Boa parte desses recursos surgidos na década de 90 não têm origem nem são mediados pela Funai, mas são alcançados diretamente pelas lideranças indígenas, em mais uma das variações do que chamamos de “busca dos direitos”. Com a ampliação do número de agências governamentais e não-governamentais na região foi possível ampliar ainda mais a noção de “direitos” e o campo de atuação das “lideranças peregrinas” [ver item “História”]. As viagens que passam a ser feitas, então, apesar de estarem sempre vinculadas ao conflito fundiário, não buscam mais exclusivamente soluções fundiárias, nem apenas os empregos na Funai, mas também o apoio de outras agências na forma de projetos de desenvolvimento comunitário, ou de auxílio a "pequenos produtores". Um número relativamente grande de lideranças passa a participar das viagens em busca dos novos “direitos”.
Algumas mudanças se impuseram com o trânsito entre essas novas agências de assistência. Uma delas, e talvez uma das mais importantes, foi o surgimento das “associações comunitárias”, que passaram a ser a interface legal nas transações de transferência de verbas e de realização de convênios entre agências de apoio e grupos indígenas.
História
Desde o início da década de 1920, os Pankararu, por meio de suas relações com os Fulni-ô, haviam estabelecido contatos com o Padre Alfredo Dâmaso – que passaria a apoiá-los em reivindicações fundiárias desde os primeiros contatos, recomendando-os a autoridades militares de Paulo Afonso (BA), que, nessa época, era a principal cidade das redondezas, onde os Pankararu freqüentavam a feira semanal.
Mas foi na cidade de Águas Belas, em 1935, que o pesquisador Carlos Estevão de Oliveira toma contato com um Pankararu e em seguida faz sua primeira viagem ao Brejo dos Padres. Dois anos depois, profere palestras divulgando a existência do grupo. Então, o Ministério da Guerra, ao qual o SPI estava subordinado, envia ao local um funcionário para uma primeira avaliação. Os trabalhos não teriam continuidade até que, três anos mais tarde, depois transferência do SPI para o MAIC (Ministério da Agricultura, Indústria e Comércio), o órgão instalasse um posto indígena no Brejo dos Padres.
Nessa época, já existia um circuito de trocas entre comunidades hoje reconhecidas como indígenas que poderíamos descrever segundo dois modelos, as viagens rituais e de fuga, que parecem ser desdobramentos de um padrão de mobilidade ainda anterior. As viagens rituais consistiam no trânsito temporário de pessoas e famílias entre as comunidades, marcado por eventos religiosos, que podem corresponder ou não a um calendário anual. As viagens de fuga eram migrações de grupos familiares em função das perseguições, dos faccionalismos, das secas ou da escassez de terras de trabalho.

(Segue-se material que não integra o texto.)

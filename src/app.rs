use chrono::Local;
use eframe::egui;
use rusty_thermo::AppConfig;

use crate::state::AppState;
use crate::ui::{panels, plot};

// ---------------------------------------------------------------------------
// eframe App implementation
// ---------------------------------------------------------------------------

pub struct RustyThermoApp {
    pub state: AppState,
}

impl RustyThermoApp {
    pub fn new(config: AppConfig) -> Self {
        Self {
            state: AppState::new(config, Local::now().date_naive()),
        }
    }
}

impl eframe::App for RustyThermoApp {
    fn update(&mut self, ctx: &egui::Context, _frame: &mut eframe::Frame) {
        // ---- Top panel: menu bar ----
        egui::TopBottomPanel::top("top_bar").show(ctx, |ui| {
            panels::top_bar(ui, &mut self.state);
        });

        // ---- Left side panel: sample form ----
        egui::SidePanel::left("form_panel")
            .default_width(300.0)
            .resizable(true)
            .show(ctx, |ui| {
                panels::side_panel(ui, &mut self.state);
            });

        // ---- Central panel: results + curve ----
        egui::CentralPanel::default().show(ctx, |ui| {
            panels::results(ui, &mut self.state);
            ui.separator();
            plot::temperature_plot(ui, &self.state);
        });
    }
}
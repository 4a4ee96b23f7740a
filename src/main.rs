mod app;
mod color;
mod state;
mod ui;

use app::RustyThermoApp;
use eframe::egui;
use rusty_thermo::AppConfig;

fn main() -> eframe::Result {
    env_logger::init();

    let config = AppConfig::load().unwrap_or_else(|e| {
        log::error!("Failed to load config, using defaults: {e:#}");
        AppConfig::default()
    });

    let options = eframe::NativeOptions {
        viewport: egui::ViewportBuilder::default()
            .with_inner_size([1200.0, 800.0])
            .with_min_inner_size([700.0, 500.0]),
        ..Default::default()
    };

    eframe::run_native(
        "Rusty Thermo – Thermal Report Builder",
        options,
        Box::new(|_cc| Ok(Box::new(RustyThermoApp::new(config)))),
    )
}
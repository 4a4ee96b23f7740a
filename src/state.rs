use std::path::Path;

use anyhow::{Context, Result};
use chrono::NaiveDate;

use rusty_thermo::data::model::InputFile;
use rusty_thermo::pipeline::{self, FormFields, ReportOutput, RunRequest};
use rusty_thermo::AppConfig;

// ---------------------------------------------------------------------------
// Application state
// ---------------------------------------------------------------------------

/// Which of the two uploads a file dialog is for.
#[derive(Debug, Clone, Copy, PartialEq, Eq)]
pub enum Upload {
    Log,
    Template,
}

/// The full UI state, independent of rendering.
pub struct AppState {
    pub config: AppConfig,

    /// Text fields as typed.
    pub fields: FormFields,

    /// Backing value of the date picker.
    pub evaluation_date: NaiveDate,

    pub log_file: Option<InputFile>,
    pub template_file: Option<InputFile>,

    /// Output of the last successful run (None until the first run).
    pub last_run: Option<ReportOutput>,

    /// Status / error message shown in the UI.
    pub status_message: Option<String>,

    /// Whether the status message is an error.
    pub status_is_error: bool,
}

impl AppState {
    pub fn new(config: AppConfig, today: NaiveDate) -> Self {
        Self {
            config,
            fields: FormFields::default(),
            evaluation_date: today,
            log_file: None,
            template_file: None,
            last_run: None,
            status_message: None,
            status_is_error: false,
        }
    }

    /// Read a picked file into memory and keep it for the next run.
    pub fn load_upload(&mut self, upload: Upload, path: &Path) {
        match InputFile::read(path).with_context(|| format!("reading {}", path.display())) {
            Ok(file) => {
                log::info!("Selected {upload:?} '{}' ({} bytes)", file.name, file.bytes.len());
                match upload {
                    Upload::Log => self.log_file = Some(file),
                    Upload::Template => self.template_file = Some(file),
                }
                self.last_run = None;
                self.status_message = None;
            }
            Err(e) => self.set_error(&e),
        }
    }

    /// Validate the form and run the pipeline with today's date.
    pub fn run_report(&mut self, today: NaiveDate) {
        self.fields.evaluation_date = self.evaluation_date.format("%Y-%m-%d").to_string();
        let request = RunRequest {
            log: self.log_file.clone(),
            template: self.template_file.clone(),
            fields: self.fields.clone(),
        };

        match pipeline::run(&request, &self.config, today) {
            Ok(output) => {
                self.status_message = Some(format!("Report ready: {}", output.file_name));
                self.status_is_error = false;
                self.last_run = Some(output);
            }
            Err(e) => {
                log::error!("Report run failed: {e}");
                self.last_run = None;
                self.status_message = Some(e.to_string());
                self.status_is_error = true;
            }
        }
    }

    /// Write the last report to `path`.
    pub fn save_report(&mut self, path: &Path) -> Result<()> {
        let output = self
            .last_run
            .as_ref()
            .context("no report has been generated yet")?;
        std::fs::write(path, &output.bytes)
            .with_context(|| format!("writing {}", path.display()))?;
        log::info!("Saved report to {}", path.display());
        self.status_message = Some(format!("Saved {}", path.display()));
        self.status_is_error = false;
        Ok(())
    }

    pub fn set_error(&mut self, e: &anyhow::Error) {
        log::error!("{e:#}");
        self.status_message = Some(format!("Error: {e:#}"));
        self.status_is_error = true;
    }
}
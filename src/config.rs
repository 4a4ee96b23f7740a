use std::path::{Path, PathBuf};

use anyhow::{Context, Result};
use serde::{Deserialize, Serialize};

use crate::data::loader::DEFAULT_TEMPERATURE_COLUMN;

/// Environment variable naming an alternative config file.
pub const CONFIG_ENV: &str = "RUSTY_THERMO_CONFIG";

/// Config file looked up in the working directory.
pub const CONFIG_FILE: &str = "rusty-thermo.json";

/// Settings that stay the same across runs.
///
/// ```json
/// {
///   "report_prefix": "ThermalReport",
///   "temperature_column": 3,
///   "not_available_label": "N/A"
/// }
/// ```
#[derive(Debug, Clone, PartialEq, Serialize, Deserialize)]
#[serde(default)]
pub struct AppConfig {
    /// Output files are named `<report_prefix>_<YYMMDD>.xlsx`.
    pub report_prefix: String,
    /// Zero-based column of the log holding the temperature.
    pub temperature_column: usize,
    /// Text written for a metric with no qualifying reading.
    pub not_available_label: String,
}

impl Default for AppConfig {
    fn default() -> Self {
        Self {
            report_prefix: "ThermalReport".to_string(),
            temperature_column: DEFAULT_TEMPERATURE_COLUMN,
            not_available_label: "N/A".to_string(),
        }
    }
}

impl AppConfig {
    /// Load from `$RUSTY_THERMO_CONFIG`, else `./rusty-thermo.json`, else
    /// defaults. A file that exists but does not parse is an error.
    pub fn load() -> Result<Self> {
        let path = std::env::var_os(CONFIG_ENV)
            .map(PathBuf::from)
            .unwrap_or_else(|| PathBuf::from(CONFIG_FILE));

        if !path.exists() {
            log::info!("No config at {}, using defaults", path.display());
            return Ok(Self::default());
        }
        Self::from_path(&path)
    }

    pub fn from_path(path: &Path) -> Result<Self> {
        let text = std::fs::read_to_string(path)
            .with_context(|| format!("reading config {}", path.display()))?;
        let config: AppConfig = serde_json::from_str(&text)
            .with_context(|| format!("parsing config {}", path.display()))?;
        log::info!("Loaded config from {}: {config:?}", path.display());
        Ok(config)
    }
}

Para os Pankararu, a cidade de Rodelas, e “os rodelas”, atuais Tuxá, eram uma referência permanente de suas viagens, antes da construção das usinas hidroelétricas que bloquearam o canal desse fluxo de pessoas. Os Pankararu mantinham contatos também com outros grupos, de outros pontos do São Francisco, como os Fulni-ô e, menos freqüentemente, os Kambiwá. Sua relação com os Pankararé e com os Jeripancó era ainda mais estreita, no caso dos primeiros, em função da memória de uma origem comum, no caso dos segundos, porque estes seriam uma parte desgarrada do Brejo dos Padres, fruto destas viagens de fuga, justamente no momento de maior expropriação das terras do antigo aldeamento de Brejo dos Padres.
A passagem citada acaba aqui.